Much of the conversation and advocacy surrounding anti-Asian racism has failed to connect it with anti-Blackness, and has itself been mired in carceral and anti-Black thinking.
By Jordana Allen-Shim
Since the COVID-19 pandemic began, there has been a massive spike in documented cases of anti-Asian violence. A February 9 report from Stop AAPI Hate, “the nation’s leading coalition documenting and addressing anti-Asian hate and discrimination amid the COVID-19 pandemic,” revealed over 2,808 first accounts of anti-Asian violence in the United States with 7.3% involving Asian-Americans over the age of 60. Additionally, California State University’s Center for the Study of Hate and Extremism reported to the Voice of America (VOA) that 2020 saw a 150% increase in anti-Asian hate crimes in major U.S. cities.
Despite little to no mainstream media coverage of these alarming cases of anti-Asian violence, vocal racial justice activists and video footage recording many of the acts of violence brought widespread public awareness to the issue and sparked a much-needed public conversation about how white supremacy impacts Asian-Americans and other Asian people in predominantly white Western nations. However, much of the conversation and advocacy has failed to connect anti-Asian racism with anti-Blackness and has been mired in carceral and anti-Black thinking.

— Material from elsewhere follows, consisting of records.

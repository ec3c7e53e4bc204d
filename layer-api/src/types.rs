//! Request descriptors, response payloads, and client options.

use std::fmt;
use std::time::Duration;

use serde::Serialize;
use serde_json::{Map, Value};

/// HTTP method of an [`Operation`].
#[derive(Debug, Clone, Copy, PartialEq, Eq, Hash)]
pub enum Method {
    /// `GET`
    Get,
    /// `POST`
    Post,
    /// `PATCH`
    Patch,
    /// `PUT`
    Put,
    /// `DELETE`
    Delete,
}

impl Method {
    /// Upper-case method name.
    #[must_use]
    pub const fn as_str(self) -> &'static str {
        match self {
            Self::Get => "GET",
            Self::Post => "POST",
            Self::Patch => "PATCH",
            Self::Put => "PUT",
            Self::Delete => "DELETE",
        }
    }

    /// `Content-Type` sent with this method. PATCH bodies use the Layer
    /// patch media type.
    #[must_use]
    pub const fn content_type(self) -> &'static str {
        match self {
            Self::Patch => "application/vnd.layer-patch+json",
            _ => "application/json",
        }
    }
}

impl fmt::Display for Method {
    fn fmt(&self, f: &mut fmt::Formatter<'_>) -> fmt::Result {
        f.write_str(self.as_str())
    }
}

impl From<Method> for reqwest::Method {
    fn from(m: Method) -> Self {
        match m {
            Method::Get => Self::GET,
            Method::Post => Self::POST,
            Method::Patch => Self::PATCH,
            Method::Put => Self::PUT,
            Method::Delete => Self::DELETE,
        }
    }
}

/// One logical API call: method, app-relative path, optional JSON body and
/// optional de-duplication key.
///
/// Built once and consumed by [`Transport::execute`](crate::Transport::execute).
#[derive(Debug, Clone, PartialEq)]
pub struct Operation {
    method: Method,
    path: String,
    body: Option<Value>,
    dedupe: Option<String>,
}

impl Operation {
    /// Create a body-less operation. `path` is relative to `/apps/<app_id>`.
    #[must_use]
    pub fn new(method: Method, path: impl Into<String>) -> Self {
        Self {
            method,
            path: path.into(),
            body: None,
            dedupe: None,
        }
    }

    /// Attach a JSON body.
    #[must_use]
    pub fn body(mut self, body: Value) -> Self {
        self.body = Some(body);
        self
    }

    /// Attach a de-duplication key, sent as `If-None-Match`.
    #[must_use]
    pub fn dedupe(mut self, key: impl Into<String>) -> Self {
        self.dedupe = Some(key.into());
        self
    }

    /// The HTTP method.
    #[must_use]
    pub const fn method(&self) -> Method {
        self.method
    }

    /// App-relative path, including any query string.
    #[must_use]
    pub fn path(&self) -> &str {
        &self.path
    }

    /// The JSON body, if any.
    #[must_use]
    pub const fn json(&self) -> Option<&Value> {
        self.body.as_ref()
    }

    /// The de-duplication key, if any.
    #[must_use]
    pub fn dedupe_key(&self) -> Option<&str> {
        self.dedupe.as_deref()
    }
}

/// A response payload: JSON when it parses, raw text otherwise.
#[derive(Debug, Clone, PartialEq, Default)]
pub enum Body {
    /// No payload (e.g. `204 No Content`).
    #[default]
    Empty,
    /// A JSON document.
    Json(Value),
    /// Text that is not valid JSON.
    Text(String),
}

impl Body {
    /// Classify accumulated response text. Never fails: text that does not
    /// parse as JSON is kept verbatim.
    #[must_use]
    pub fn parse(text: String) -> Self {
        if text.is_empty() {
            return Self::Empty;
        }
        serde_json::from_str(&text).map_or(Self::Text(text), Self::Json)
    }

    /// Whether there was no payload.
    #[must_use]
    pub const fn is_empty(&self) -> bool {
        matches!(self, Self::Empty)
    }

    /// The JSON document, if the payload parsed.
    #[must_use]
    pub const fn json(&self) -> Option<&Value> {
        match self {
            Self::Json(v) => Some(v),
            _ => None,
        }
    }

    /// The raw text, if the payload did not parse as JSON.
    #[must_use]
    pub fn text(&self) -> Option<&str> {
        match self {
            Self::Text(s) => Some(s),
            _ => None,
        }
    }

    /// Convert into a JSON value. `Empty` becomes `null`, text a JSON string.
    #[must_use]
    pub fn into_json(self) -> Value {
        match self {
            Self::Empty => Value::Null,
            Self::Json(v) => v,
            Self::Text(s) => Value::String(s),
        }
    }
}

/// A successful (`< 300`) response.
#[derive(Debug, Clone, PartialEq)]
pub struct Response {
    /// HTTP status code.
    pub status: u16,
    /// Response payload.
    pub body: Body,
}

/// Kind of a Layer Patch operation.
#[derive(Debug, Clone, Copy, PartialEq, Eq, Hash, Serialize)]
#[serde(rename_all = "lowercase")]
pub enum PatchKind {
    /// Add a value to a set-like property.
    Add,
    /// Remove a value from a set-like property.
    Remove,
    /// Replace a property's value.
    Set,
    /// Delete a property.
    Delete,
}

/// One entry of a Layer Patch (`application/vnd.layer-patch+json`) document.
#[derive(Debug, Clone, PartialEq, Serialize)]
pub struct PatchOperation {
    /// Operation kind.
    pub operation: PatchKind,
    /// Dotted property path, e.g. `metadata.title`.
    pub property: String,
    /// Operand. Omitted for `delete`.
    #[serde(skip_serializing_if = "Option::is_none")]
    pub value: Option<Value>,
}

impl PatchOperation {
    /// `add` operation.
    #[must_use]
    pub fn add(property: impl Into<String>, value: impl Into<Value>) -> Self {
        Self::with_value(PatchKind::Add, property, value)
    }

    /// `remove` operation.
    #[must_use]
    pub fn remove(property: impl Into<String>, value: impl Into<Value>) -> Self {
        Self::with_value(PatchKind::Remove, property, value)
    }

    /// `set` operation.
    #[must_use]
    pub fn set(property: impl Into<String>, value: impl Into<Value>) -> Self {
        Self::with_value(PatchKind::Set, property, value)
    }

    /// `delete` operation.
    #[must_use]
    pub fn delete(property: impl Into<String>) -> Self {
        Self {
            operation: PatchKind::Delete,
            property: property.into(),
            value: None,
        }
    }

    fn with_value(kind: PatchKind, property: impl Into<String>, value: impl Into<Value>) -> Self {
        Self {
            operation: kind,
            property: property.into(),
            value: Some(value.into()),
        }
    }

    /// One `set` operation per property of `props`.
    #[must_use]
    pub fn set_all(props: &Map<String, Value>) -> Vec<Self> {
        props.iter().map(|(k, v)| Self::set(k.as_str(), v.clone())).collect()
    }
}

/// Options for listing a user's conversations.
#[derive(Debug, Clone, Default, PartialEq, Eq)]
pub struct ListConversationsOptions {
    /// Maximum number of conversations per page.
    pub page_size: Option<u32>,
    /// Return conversations after this conversation ID.
    pub from_id: Option<String>,
    /// Sort order, e.g. `created_at` or `last_message`.
    pub sort_by: Option<String>,
}

impl ListConversationsOptions {
    /// Encode as a query string (without the leading `?`). Empty when no
    /// option is set.
    #[must_use]
    pub fn to_query(&self) -> String {
        let mut q = url::form_urlencoded::Serializer::new(String::new());
        if let Some(n) = self.page_size {
            q.append_pair("page_size", &n.to_string());
        }
        if let Some(id) = &self.from_id {
            q.append_pair("from_id", id);
        }
        if let Some(s) = &self.sort_by {
            q.append_pair("sort_by", s);
        }
        q.finish()
    }
}

/// Connection reuse policy for the underlying HTTP client.
///
/// Without one, every call opens a fresh connection.
#[derive(Debug, Clone)]
pub enum ConnectionReuse {
    /// Keep up to `max_idle_per_host` idle connections alive for reuse.
    Pooled {
        /// Idle connections kept per host. Must be at least 1.
        max_idle_per_host: usize,
        /// How long an idle connection is kept. `None` = library default.
        /// Must be non-zero when set.
        idle_timeout: Option<Duration>,
    },
    /// Use a pool shared with other [`Client`](crate::Client)s built from
    /// clones of the same [`SharedPool`].
    Shared(SharedPool),
}

/// A connection pool that several clients can share. Clones share the pool.
///
/// Built by this crate so redirects stay disabled for every client using it.
#[derive(Debug, Clone)]
pub struct SharedPool(reqwest::Client);

impl SharedPool {
    /// Build a pool keeping up to `max_idle_per_host` idle connections.
    ///
    /// # Errors
    ///
    /// [`Error::Configuration`](crate::Error::Configuration) for
    /// `max_idle_per_host == 0`, a zero idle timeout, or if the HTTP client
    /// cannot be built.
    pub fn new(max_idle_per_host: usize, idle_timeout: Option<Duration>) -> crate::Result<Self> {
        crate::transport::pooled(max_idle_per_host, idle_timeout).map(Self)
    }

    pub(crate) fn into_http(self) -> reqwest::Client {
        self.0
    }
}

impl Default for ConnectionReuse {
    fn default() -> Self {
        Self::Pooled {
            max_idle_per_host: 8,
            idle_timeout: Some(Duration::from_secs(90)),
        }
    }
}

#[cfg(test)]
mod tests {
    use serde_json::json;

    use super::*;

    #[test]
    fn body_parse_prefers_json_and_falls_back_to_text() {
        assert_eq!(Body::parse(String::new()), Body::Empty);
        assert_eq!(Body::parse("OK".into()), Body::Text("OK".into()));
        assert_eq!(
            Body::parse(r#"{"id":"abc"}"#.into()),
            Body::Json(json!({"id": "abc"}))
        );
        assert_eq!(Body::parse("{\"id\":".into()), Body::Text("{\"id\":".into()));
    }

    #[test]
    fn patch_content_type_only_for_patch() {
        assert_eq!(Method::Patch.content_type(), "application/vnd.layer-patch+json");
        for m in [Method::Get, Method::Post, Method::Put, Method::Delete] {
            assert_eq!(m.content_type(), "application/json");
        }
    }

    #[test]
    fn patch_operations_serialize() {
        let ops = vec![
            PatchOperation::add("participants", "u1"),
            PatchOperation::delete("metadata.title"),
        ];
        assert_eq!(
            serde_json::to_value(&ops).expect("serialize"),
            json!([
                {"operation": "add", "property": "participants", "value": "u1"},
                {"operation": "delete", "property": "metadata.title"},
            ])
        );
    }

    #[test]
    fn list_options_query() {
        assert_eq!(ListConversationsOptions::default().to_query(), "");
        let opts = ListConversationsOptions {
            page_size: Some(50),
            from_id: Some("abc".into()),
            sort_by: Some("last_message".into()),
        };
        assert_eq!(
            opts.to_query(),
            "page_size=50&from_id=abc&sort_by=last_message"
        );
    }
}
#[derive(Clone, Debug, Default, PartialEq, Serialize, Deserialize)]
pub struct ImageBlock {
    pub data: Vec<u8>,
    /// Display size in points, when the user resized the image.
    pub width: Option<f64>,
    pub height: Option<f64>,
}

#[derive(Clone, Debug, PartialEq, Serialize, Deserialize)]
pub enum Block {
    Text(StyledText),
    Header1(StyledText),
    Header2(StyledText),
    List(ListBlock),
    OrderedList(OrderedListBlock),
    CodeSnippet(StyledText),
    Image(ImageBlock),
}

impl Block {
    /// Build a block of `block_type` holding `content`. Images have no text content and markers
    /// are never blocks, so both are rejected.
    pub fn new<T: Into<StyledText>>(
        block_type: BlockType,
        content: T,
    ) -> Result<Block, MarginaliaError> {
        let content = content.into();
        match block_type {
            BlockType::Text => Ok(Block::Text(content)),
            BlockType::Header1 => Ok(Block::Header1(content)),
            BlockType::Header2 => Ok(Block::Header2(content)),
            BlockType::List => Ok(Block::List(ListBlock { content, indent: 0 })),
            BlockType::OrderedList => Ok(Block::OrderedList(OrderedListBlock {
                content,
                ..Default::default()
            })),
            BlockType::CodeSnippet => Ok(Block::CodeSnippet(content)),
            BlockType::Image => Err(MarginaliaError::InvalidData(
                "image blocks are built from image data, not text".to_string(),
            )),
            BlockType::Flashcard | BlockType::Emphasized => Err(MarginaliaError::InvalidType(
                format!("'{block_type}' is a marker, not a content block"),
            )),
        }
    }

    /// Build a block over `range` of an owning text storage.
    pub fn from_storage(
        block_type: BlockType,
        storage: &StyledText,
        range: Range<usize>,
    ) -> Result<Block, MarginaliaError> {
        let len = storage.char_len();
        if range.start > range.end || range.end > len {
            return Err(MarginaliaError::InvalidData(format!(
                "block range {range:?} outside storage of length {len}"
            )));
        }
        Block::new(block_type, storage.slice(range))
    }

    pub fn text_block<S: Into<String>>(text: S) -> Block {
        Block::Text(StyledText::new(text))
    }

    pub fn image(data: Vec<u8>) -> Block {
        Block::Image(ImageBlock {
            data,
            ..Default::default()
        })
    }

    pub fn block_type(&self) -> BlockType {
        match self {
            Block::Text(_) => BlockType::Text,
            Block::Header1(_) => BlockType::Header1,
            Block::Header2(_) => BlockType::Header2,
            Block::List(_) => BlockType::List,
            Block::OrderedList(_) => BlockType::OrderedList,
            Block::CodeSnippet(_) => BlockType::CodeSnippet,
            Block::Image(_) => BlockType::Image,
        }
    }

    pub fn is_single_line(&self) -> bool {
        self.block_type().is_single_line()
    }

    pub fn is_string_based(&self) -> bool {
        self.block_type().is_string_based()
    }

    pub fn styled_text(&self) -> Option<&StyledText> {
        match self {
            Block::Text(content)
            | Block::Header1(content)
            | Block::Header2(content)
            | Block::CodeSnippet(content) => Some(content),
            Block::List(list) => Some(&list.content),
            Block::OrderedList(list) => Some(&list.content),
            Block::Image(_) => None,
        }
    }

    pub fn styled_text_mut(&mut self) -> Option<&mut StyledText> {
        match self {
            Block::Text(content)
            | Block::Header1(content)
            | Block::Header2(content)
            | Block::CodeSnippet(content) => Some(content),
            Block::List(list) => Some(&mut list.content),
            Block::OrderedList(list) => Some(&mut list.content),
            Block::Image(_) => None,
        }
    }

    /// The block's text; empty for images.
    pub fn text(&self) -> &str {
        self.styled_text().map(StyledText::text).unwrap_or("")
    }

    pub fn runs(&self) -> &[StyleRun] {
        self.styled_text().map(StyledText::runs).unwrap_or(&[])
    }

    pub fn list_indent(&self) -> Option<u8> {
        match self {
            Block::List(list) => Some(list.indent),
            Block::OrderedList(list) => Some(list.indent),
            _ => None,
        }
    }

    /// Convert into another kind, keeping the text. Used when the user picks a kind from the block
    /// menu or types a markdown trigger.
    pub fn convert(&self, block_type: BlockType) -> Result<Block, MarginaliaError> {
        match self {
            Block::Image(_) if block_type == BlockType::Image => Ok(self.clone()),
            Block::Image(_) => Err(MarginaliaError::InvalidData(
                "image blocks cannot be converted to text blocks".to_string(),
            )),
            _ => Block::new(block_type, self.styled_text().cloned().unwrap_or_default()),
        }
    }

    /// Check the block can be persisted; the error names what is wrong.
    pub fn validate(&self) -> Result<(), String> {
        match self {
            Block::Text(content)
            | Block::Header1(content)
            | Block::Header2(content)
            | Block::CodeSnippet(content) => content.check_runs(),
            Block::List(list) => {
                check_indent(list.indent)?;
                list.content.check_runs()
            }
            Block::OrderedList(list) => {
                check_indent(list.indent)?;
                if list.ordinal == 0 {
                    return Err("ordered list ordinal must start at 1".to_string());
                }
                list.content.check_runs()
            }
            Block::Image(image) => {
                if image.data.is_empty() {
                    return Err("image block has no data".to_string());
                }
                for size in [image.width, image.height].into_iter().flatten() {
                    if !size.is_finite() || size <= 0.0 {
                        return Err(format!("image display size {size} is not positive"));
                    }
                }
                Ok(())
            }
        }
    }
}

It is easy to fall into the trap of carceral logic when discussing and advocating against hate-motivated violence. But since racial justice and the carceral state are fundamentally at odds, it is essential to reject the notion that the legal system is a viable path and framework for combating anti-Asian violence. The term “hate crime” in and of itself grants the state power to define what is and isn’t hateful, and contextualizes hate-based violence in the framework of “crime,” a concept the state has singular power over defining. Multiple government officials have introduced legislation that would make the already criminalized act of “harming” a police officer a hate crime, with Democratic Louisiana Governor John Bel Edwards signing a law that makes it a hate crime to “target” police officers, and Republicans and Democrats alike in the U.S. House of Representatives passing the “Protect and Serve Act” in 2018 to combat the imaginary “war on police.” Ultimately, allowing “crime” and “hate” to be defined by the government allows the inclusion of oppressive groups like the police and exclusion of any marginalized groups the government warrants undeserving of legal protections. Moreover, contextualizing hate with the language of “crime” legitimizes a criminal legal system designed to re-enslave Black people and criminalize people of color.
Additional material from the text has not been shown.